-- SUPPLIED INFORMATION follows --
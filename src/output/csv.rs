//! CSV output formatter for audit results.
//!
//! One row per discrepancy, in path order, with a header row.
//!
//! # Columns
//!
//! - `kind`: `local-only`, `remote-only` or `digest-mismatch`
//! - `path`: canonical relative path
//! - `local_digest`: empty when the path is absent locally
//! - `remote_digest`: empty when the path is absent remotely

use std::io;

use serde::Serialize;
use thiserror::Error;

use crate::audit::AuditReport;
use crate::reconcile::Discrepancy;

/// Errors that can occur during CSV output generation.
#[derive(Debug, Error)]
pub enum CsvOutputError {
    /// I/O error during writing.
    #[error("I/O error: {0}")]
    Io(#[from] io::Error),

    /// Error during CSV serialization.
    #[error("CSV error: {0}")]
    Csv(#[from] csv::Error),
}

#[derive(Debug, Serialize)]
struct CsvRow<'a> {
    kind: &'static str,
    path: &'a str,
    local_digest: &'a str,
    remote_digest: &'a str,
}

impl<'a> From<&'a Discrepancy> for CsvRow<'a> {
    fn from(d: &'a Discrepancy) -> Self {
        Self {
            kind: d.kind.tag(),
            path: &d.path,
            local_digest: d.local_digest.as_deref().unwrap_or(""),
            remote_digest: d.remote_digest.as_deref().unwrap_or(""),
        }
    }
}

/// CSV output formatter.
pub struct CsvOutput<'a> {
    discrepancies: &'a [Discrepancy],
}

impl<'a> CsvOutput<'a> {
    /// Create a new CSV output formatter.
    #[must_use]
    pub fn new(report: &'a AuditReport) -> Self {
        Self {
            discrepancies: &report.reconciliation.discrepancies,
        }
    }

    /// Write the CSV output to the given writer.
    ///
    /// The header row is written even when there are no discrepancies.
    ///
    /// # Errors
    ///
    /// Returns `CsvOutputError` if writing or serialization fails.
    pub fn write_to<W: io::Write>(&self, writer: W) -> Result<(), CsvOutputError> {
        let mut csv_writer = csv::WriterBuilder::new()
            .has_headers(false)
            .from_writer(writer);
        csv_writer.write_record(["kind", "path", "local_digest", "remote_digest"])?;
        for discrepancy in self.discrepancies {
            csv_writer.serialize(CsvRow::from(discrepancy))?;
        }
        csv_writer.flush()?;
        Ok(())
    }

    /// Generate CSV output as a string.
    ///
    /// # Errors
    ///
    /// Returns `CsvOutputError` if serialization fails.
    pub fn to_string(&self) -> Result<String, CsvOutputError> {
        let mut buffer = Vec::new();
        self.write_to(&mut buffer)?;
        Ok(String::from_utf8_lossy(&buffer).to_string())
    }
}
-- SUPPLIED INFORMATION concluded --
EXERCISE DETAILS — Reproduce, character for character, only the lines of the preceding data that start at the line with "use serde::Serialize;" and end at the line with "self.write_to(&mut buffer)?;", both included.

FINISHED TASK —
use serde::Serialize;
use thiserror::Error;

use crate::audit::AuditReport;
use crate::reconcile::Discrepancy;

/// Errors that can occur during CSV output generation.
#[derive(Debug, Error)]
pub enum CsvOutputError {
    /// I/O error during writing.
    #[error("I/O error: {0}")]
    Io(#[from] io::Error),

    /// Error during CSV serialization.
    #[error("CSV error: {0}")]
    Csv(#[from] csv::Error),
}

#[derive(Debug, Serialize)]
struct CsvRow<'a> {
    kind: &'static str,
    path: &'a str,
    local_digest: &'a str,
    remote_digest: &'a str,
}

impl<'a> From<&'a Discrepancy> for CsvRow<'a> {
    fn from(d: &'a Discrepancy) -> Self {
        Self {
            kind: d.kind.tag(),
            path: &d.path,
            local_digest: d.local_digest.as_deref().unwrap_or(""),
            remote_digest: d.remote_digest.as_deref().unwrap_or(""),
        }
    }
}

/// CSV output formatter.
pub struct CsvOutput<'a> {
    discrepancies: &'a [Discrepancy],
}

impl<'a> CsvOutput<'a> {
    /// Create a new CSV output formatter.
    #[must_use]
    pub fn new(report: &'a AuditReport) -> Self {
        Self {
            discrepancies: &report.reconciliation.discrepancies,
        }
    }

    /// Write the CSV output to the given writer.
    ///
    /// The header row is written even when there are no discrepancies.
    ///
    /// # Errors
    ///
    /// Returns `CsvOutputError` if writing or serialization fails.
    pub fn write_to<W: io::Write>(&self, writer: W) -> Result<(), CsvOutputError> {
        let mut csv_writer = csv::WriterBuilder::new()
            .has_headers(false)
            .from_writer(writer);
        csv_writer.write_record(["kind", "path", "local_digest", "remote_digest"])?;
        for discrepancy in self.discrepancies {
            csv_writer.serialize(CsvRow::from(discrepancy))?;
        }
        csv_writer.flush()?;
        Ok(())
    }

    /// Generate CSV output as a string.
    ///
    /// # Errors
    ///
    /// Returns `CsvOutputError` if serialization fails.
    pub fn to_string(&self) -> Result<String, CsvOutputError> {
        let mut buffer = Vec::new();
        self.write_to(&mut buffer)?;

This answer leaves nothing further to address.